Just as the Broderzingers paved the way for Yiddish theater, Pepi Litman’s proto-drag paved the way for gender-bending roles and performances – especially as Jews immigrated to the United States. But while the U.S. appeared, to Jewish immigrants, as a land of seemingly boundless opportunities and greater freedom, there were limits. Gender experimentation continued to follow more subtle, less explicitly queer tropes throughout the early 20th century, such as cross-cast roles or so-called “temporary transvestite” stories. Naomi Seidman explains.

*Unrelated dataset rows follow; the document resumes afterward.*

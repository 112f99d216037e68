use serde::{Deserialize, Serialize};
use std::fmt;

/// Represents a user on the chat service
#[derive(Debug, Clone, PartialEq, Eq, Hash, Serialize, Deserialize)]
pub struct User {
    pub id: String,
    pub username: String,
    pub nickname: Option<String>,
    pub is_bot: bool,
}

impl User {
    pub fn new(id: impl Into<String>, username: impl Into<String>) -> Self {
        Self {
            id: id.into(),
            username: username.into(),
            nickname: None,
            is_bot: false,
        }
    }

    pub fn with_nickname(mut self, nickname: impl Into<String>) -> Self {
        self.nickname = Some(nickname.into());
        self
    }

    pub fn bot(mut self) -> Self {
        self.is_bot = true;
        self
    }

    pub fn display_name(&self) -> &str {
        self.nickname.as_deref().unwrap_or(&self.username)
    }

    /// Mention markup understood by the transport
    pub fn mention(&self) -> String {
        format!("<@{}>", self.id)
    }
}

impl fmt::Display for User {
    fn fmt(&self, f: &mut fmt::Formatter<'_>) -> fmt::Result {
        write!(f, "{}", self.display_name())
    }
}

/// Strips mention markup (`<@123>`, `<@!123>`, `<@&123>`) down to the raw id
pub fn parse_mention(input: &str) -> Option<&str> {
    let inner = input.strip_prefix("<@")?.strip_suffix('>')?;
    let id = inner.trim_start_matches(['!', '&']);
    if !id.is_empty() && id.chars().all(|c| c.is_ascii_digit()) {
        Some(id)
    } else {
        None
    }
}

#[cfg(test)]
mod tests {
    use super::*;

    #[test]
    fn test_display_name_prefers_nickname() {
        let user = User::new("1", "alice");
        assert_eq!(user.display_name(), "alice");
        assert_eq!(user.with_nickname("Al").display_name(), "Al");
    }

    #[test]
    fn test_parse_mention() {
        assert_eq!(parse_mention("<@123456789012345678>"), Some("123456789012345678"));
        assert_eq!(parse_mention("<@!42>"), Some("42"));
        assert_eq!(parse_mention("<@&7>"), Some("7"));
        assert_eq!(parse_mention("alice"), None);
        assert_eq!(parse_mention("<@abc>"), None);
    }
}
//! Domain traits - Abstractions for infrastructure implementations

pub mod store;
pub mod transport;

pub use store::{DataStore, GuildData};
pub use transport::{Target, Transport, TransportEvent};
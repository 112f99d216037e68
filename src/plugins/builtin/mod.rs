//! Built-in "core" plugin - permission levels, services, commands and settings every bot ships with

mod actions;
mod commands;

use crate::application::services::{CommandService, GuildSettingsService, PermissionsService, PluginService};
use crate::plugins::trait_def::Plugin;

pub const PLUGIN_NAME: &str = "core";

/// Always loaded first and never disabled
pub fn plugin() -> Plugin {
    let mut plugin = Plugin::new(PLUGIN_NAME)
        .with_description("Help, settings and permissions")
        .with_permission_level("admin")
        .with_permission_level("mod")
        .with_service(PermissionsService::new())
        .with_service(PluginService::new())
        .with_service(CommandService::new())
        .with_service(GuildSettingsService::new())
        .with_command(commands::help())
        .with_command(commands::config())
        .with_command(commands::list_guilds());
    for action in actions::all() {
        plugin = plugin.with_config_action(action);
    }
    plugin
}
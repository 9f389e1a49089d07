//! In-process broadcast channel.
//!
//! Every relay sharing one [`MemoryChannel`] behaves like a separate process
//! attached to the same pub/sub server.

use std::collections::HashMap;
use std::sync::atomic::{AtomicBool, Ordering};

use async_trait::async_trait;
use futures::StreamExt;
use parking_lot::Mutex;
use tokio::sync::mpsc;
use tokio_stream::wrappers::UnboundedReceiverStream;

use super::channel::{BroadcastChannel, ChannelError, MessageStream};

/// Process-local pub/sub.
pub struct MemoryChannel {
    topics: Mutex<HashMap<String, Vec<mpsc::UnboundedSender<String>>>>,
    available: AtomicBool,
}

impl Default for MemoryChannel {
    fn default() -> Self {
        Self {
            topics: Mutex::new(HashMap::new()),
            available: AtomicBool::new(true),
        }
    }
}

impl MemoryChannel {
    /// Create an empty channel.
    pub fn new() -> Self {
        Self::default()
    }

    /// Drop every active subscription, ending their streams.
    pub fn sever(&self) {
        self.topics.lock().clear();
    }

    /// Make publish and subscribe fail until re-enabled.
    pub fn set_available(&self, available: bool) {
        self.available.store(available, Ordering::SeqCst);
    }

    /// Live subscribers on `topic`.
    pub fn subscriber_count(&self, topic: &str) -> usize {
        self.topics
            .lock()
            .get(topic)
            .map_or(0, |subs| subs.iter().filter(|tx| !tx.is_closed()).count())
    }

    fn ensure_available(&self) -> Result<(), ChannelError> {
        if self.available.load(Ordering::SeqCst) {
            Ok(())
        } else {
            Err(ChannelError::Unavailable("memory channel disabled".into()))
        }
    }
}

#[async_trait]
impl BroadcastChannel for MemoryChannel {
    async fn publish(&self, topic: &str, payload: String) -> Result<(), ChannelError> {
        self.ensure_available()?;
        if let Some(subs) = self.topics.lock().get_mut(topic) {
            subs.retain(|tx| tx.send(payload.clone()).is_ok());
        }
        Ok(())
    }

    async fn subscribe(&self, topic: &str) -> Result<MessageStream, ChannelError> {
        self.ensure_available()?;
        let (tx, rx) = mpsc::unbounded_channel();
        self.topics
            .lock()
            .entry(topic.to_string())
            .or_default()
            .push(tx);
        Ok(UnboundedReceiverStream::new(rx).boxed())
    }
}

#[cfg(test)]
mod tests {
    use super::*;

    #[tokio::test]
    async fn every_subscriber_receives_publish() {
        let channel = MemoryChannel::new();
        let mut a = channel.subscribe("t").await.unwrap();
        let mut b = channel.subscribe("t").await.unwrap();

        channel.publish("t", "hello".into()).await.unwrap();
        assert_eq!(a.next().await.as_deref(), Some("hello"));
        assert_eq!(b.next().await.as_deref(), Some("hello"));
    }

    #[tokio::test]
    async fn topics_are_isolated() {
        let channel = MemoryChannel::new();
        let mut other = channel.subscribe("other").await.unwrap();
        channel.publish("t", "x".into()).await.unwrap();
        channel.sever();
        assert_eq!(other.next().await, None);
    }

    #[tokio::test]
    async fn no_replay_for_late_subscribers() {
        let channel = MemoryChannel::new();
        channel.publish("t", "early".into()).await.unwrap();
        let mut late = channel.subscribe("t").await.unwrap();
        channel.publish("t", "late".into()).await.unwrap();
        assert_eq!(late.next().await.as_deref(), Some("late"));
    }

    #[tokio::test]
    async fn sever_ends_streams() {
        let channel = MemoryChannel::new();
        let mut sub = channel.subscribe("t").await.unwrap();
        assert_eq!(channel.subscriber_count("t"), 1);
        channel.sever();
        assert_eq!(sub.next().await, None);
        assert_eq!(channel.subscriber_count("t"), 0);
    }

    #[tokio::test]
    async fn unavailable_channel_errors() {
        let channel = MemoryChannel::new();
        channel.set_available(false);
        assert!(channel.publish("t", "x".into()).await.is_err());
        assert!(channel.subscribe("t").await.is_err());
        channel.set_available(true);
        assert!(channel.subscribe("t").await.is_ok());
    }
}
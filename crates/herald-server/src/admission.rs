//! Connection admission: validate the claimed identity before a socket is
//! registered.
//!
//! The claimed id is parsed before anything else is touched, so a malformed
//! claim costs no identity lookup. Only [`Admission::admit`] returning `Ok`
//! lets a session register.

use std::sync::Arc;

use herald_core::{InvalidUserId, UserId};
use thiserror::Error;
use tracing::debug;

use crate::identity::{IdentityError, IdentityStore};

/// WebSocket close code for a policy violation.
pub const CLOSE_POLICY_VIOLATION: u16 = 1008;
/// WebSocket close code for an unexpected server condition.
pub const CLOSE_INTERNAL_ERROR: u16 = 1011;

/// Why a connection was refused.
#[derive(Debug, Error)]
pub enum AdmissionError {
    /// Missing or malformed `userId`.
    #[error("invalid user id")]
    InvalidIdentity(#[from] InvalidUserId),
    /// Well-formed id with no matching user.
    #[error("user {0} does not exist")]
    UnknownUser(UserId),
    /// The identity store could not answer.
    #[error("identity lookup failed: {0}")]
    Lookup(#[source] IdentityError),
}

impl AdmissionError {
    /// Close code sent to the client.
    pub fn close_code(&self) -> u16 {
        match self {
            Self::InvalidIdentity(_) | Self::UnknownUser(_) => CLOSE_POLICY_VIOLATION,
            Self::Lookup(_) => CLOSE_INTERNAL_ERROR,
        }
    }

    /// Close reason sent to the client.
    pub fn reason(&self) -> &'static str {
        match self {
            Self::InvalidIdentity(_) => "Invalid userId",
            Self::UnknownUser(_) => "User does not exist",
            Self::Lookup(_) => "Identity lookup failed",
        }
    }

    /// Metric label.
    pub fn label(&self) -> &'static str {
        match self {
            Self::InvalidIdentity(_) => "invalid_identity",
            Self::UnknownUser(_) => "unknown_user",
            Self::Lookup(_) => "lookup_failed",
        }
    }

    /// Whether the client should not retry with the same claim.
    pub fn is_terminal(&self) -> bool {
        !matches!(self, Self::Lookup(_))
    }
}

/// Gate between an upgraded socket and the registry.
#[derive(Clone)]
pub struct Admission {
    identity: Arc<dyn IdentityStore>,
}

impl Admission {
    /// Create an admission gate over `identity`.
    pub fn new(identity: Arc<dyn IdentityStore>) -> Self {
        Self { identity }
    }

    /// Validate a claimed `userId` query value.
    pub async fn admit(&self, claimed: Option<&str>) -> Result<UserId, AdmissionError> {
        let raw = claimed.unwrap_or_default();
        let user_id = UserId::parse(raw)?;

        match self.identity.find_user_by_id(user_id).await {
            Ok(Some(user)) => {
                debug!(%user_id, "admitted");
                Ok(user.id)
            }
            Ok(None) => Err(AdmissionError::UnknownUser(user_id)),
            Err(e) => Err(AdmissionError::Lookup(e)),
        }
    }
}
//! Identifier newtypes.
//!
//! [`UserId`] is the numeric primary key of a user in the identity store and
//! is what clients claim on the `userId` query parameter. [`ConnectionId`]
//! names one live socket on this process and is never shared across
//! processes.

use std::fmt;
use std::str::FromStr;

use serde::{Deserialize, Serialize};
use thiserror::Error;
use uuid::Uuid;

/// A claimed user identifier could not be parsed.
#[derive(Clone, Debug, PartialEq, Eq, Error)]
#[error("invalid user id: {raw:?}")]
pub struct InvalidUserId {
    /// The raw value that was rejected.
    pub raw: String,
}

/// Primary key of a user.
///
/// Always strictly positive; `0`, negative numbers and anything that is not
/// a plain base-10 integer are rejected by [`UserId::parse`].
#[derive(Clone, Copy, Debug, PartialEq, Eq, PartialOrd, Ord, Hash, Serialize, Deserialize)]
#[serde(try_from = "i64", into = "i64")]
pub struct UserId(i64);

impl UserId {
    /// Build from a raw integer, rejecting non-positive values.
    pub fn new(raw: i64) -> Result<Self, InvalidUserId> {
        if raw > 0 {
            Ok(Self(raw))
        } else {
            Err(InvalidUserId {
                raw: raw.to_string(),
            })
        }
    }

    /// Parse a claimed identifier as supplied by a client.
    ///
    /// Surrounding whitespace is ignored.
    pub fn parse(raw: &str) -> Result<Self, InvalidUserId> {
        let trimmed = raw.trim();
        let value: i64 = trimmed.parse().map_err(|_| InvalidUserId {
            raw: raw.to_owned(),
        })?;
        Self::new(value).map_err(|_| InvalidUserId {
            raw: raw.to_owned(),
        })
    }

    /// The raw integer value.
    #[must_use]
    pub fn get(self) -> i64 {
        self.0
    }
}

impl TryFrom<i64> for UserId {
    type Error = InvalidUserId;

    fn try_from(value: i64) -> Result<Self, Self::Error> {
        Self::new(value)
    }
}

impl From<UserId> for i64 {
    fn from(id: UserId) -> Self {
        id.0
    }
}

impl FromStr for UserId {
    type Err = InvalidUserId;

    fn from_str(s: &str) -> Result<Self, Self::Err> {
        Self::parse(s)
    }
}

impl fmt::Display for UserId {
    fn fmt(&self, f: &mut fmt::Formatter<'_>) -> fmt::Result {
        write!(f, "{}", self.0)
    }
}

/// Identifier of one live connection on this process.
#[derive(Clone, Debug, PartialEq, Eq, Hash, Serialize, Deserialize)]
#[serde(transparent)]
pub struct ConnectionId(String);

impl ConnectionId {
    /// Create a new random ID (`conn_` + UUID v7, time-ordered).
    #[must_use]
    pub fn new() -> Self {
        Self(format!("conn_{}", Uuid::now_v7()))
    }

    /// Return the inner string as a slice.
    #[must_use]
    pub fn as_str(&self) -> &str {
        &self.0
    }
}

impl Default for ConnectionId {
    fn default() -> Self {
        Self::new()
    }
}

impl AsRef<str> for ConnectionId {
    fn as_ref(&self) -> &str {
        &self.0
    }
}

impl fmt::Display for ConnectionId {
    fn fmt(&self, f: &mut fmt::Formatter<'_>) -> fmt::Result {
        f.write_str(&self.0)
    }
}
//! Redis pub/sub channel.

use async_trait::async_trait;
use futures::StreamExt;
use redis::AsyncCommands;
use redis::aio::ConnectionManager;
use tracing::{debug, warn};

use super::channel::{BroadcastChannel, ChannelError, MessageStream};

/// Redis-backed broadcast channel.
///
/// Publishing goes through a reconnecting [`ConnectionManager`]; each
/// subscription opens its own dedicated pub/sub connection.
#[derive(Clone)]
pub struct RedisChannel {
    client: redis::Client,
    publisher: ConnectionManager,
}

impl RedisChannel {
    /// Connect the publishing side. Subscriptions connect lazily.
    pub async fn connect(client: redis::Client) -> Result<Self, ChannelError> {
        let publisher = ConnectionManager::new(client.clone()).await?;
        Ok(Self { client, publisher })
    }
}

#[async_trait]
impl BroadcastChannel for RedisChannel {
    async fn publish(&self, topic: &str, payload: String) -> Result<(), ChannelError> {
        let mut conn = self.publisher.clone();
        let receivers: i64 = conn.publish(topic, payload).await?;
        debug!(topic, receivers, "published");
        Ok(())
    }

    async fn subscribe(&self, topic: &str) -> Result<MessageStream, ChannelError> {
        let mut pubsub = self.client.get_async_pubsub().await?;
        pubsub.subscribe(topic).await?;

        let stream = pubsub
            .into_on_message()
            .filter_map(|msg| async move {
                match msg.get_payload::<String>() {
                    Ok(payload) => Some(payload),
                    Err(e) => {
                        warn!(channel = msg.get_channel_name(), error = %e, "non-utf8 payload");
                        None
                    }
                }
            })
            .boxed();
        Ok(stream)
    }
}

Seidman: So, the temporary transvestite story is where somebody for some non-sexual reason, let's call it. Let's say what we would call a straight person cross dresses for some strategic reason. And what happens after they cross dress for this strategic reason is that something that looks like gay sex happens, or gay flirtation happens, and there's a kind of panic, and then there's an unmasking, and then everybody's returned to their proper heterosexual roles.
Some of the standout Jewish stars of the stage, and by the 1930s, the screen as well, became known for crosscast or temporary transvestite roles. Here’s Golan Moskowitz again:
Moskowitz: Boris and Bessie Tomaszewski and Molly Picon in the Yiddish theater – she also did Yiddish films into the 30s – they are cast as temporary transvestites or cross cast. So, they are placed in the garb of a gender not associated with them off stage, whether throughout the entire film, or as an intentional form of disguise during the film. And in some ways, again, these reinforced binaries that already exist and social structures that already exist about certain dominant categories – the need to, for example, submit to heterosexual love and marriage by the end of Picon's film Yidl Mitn Fidl in the 30s.
Brief musical segment in Yiddish from the film, Yidl Mitn Fidl.
As the 20th century progressed, the temporary transvestite and cross cast tropes popular in Yiddish theater and film also made their way into American movies. And while these stories may seem more like straightforward cross-dressing than drag, Naomi Seidman notes that these figures, much like drag artists today, transcended the boundaries of established gender roles for their time.
Seidman: Molly Picon, you know, the greatest star at the same time that Hollywood was was adoring traditionally feminine – or I would say traditionally feminine, according to the other way of understanding what women are – Jewish audiences were in love with a cross-dressing woman who was, you know, “boyish,” quote, unquote, well into her 30s and 40s and playing out a certain kind of attachment to attachment to traditional gender roles, specifically through cross dressing and critique of the European models that supposedly were so appealing and that were spreading their message through Hollywood.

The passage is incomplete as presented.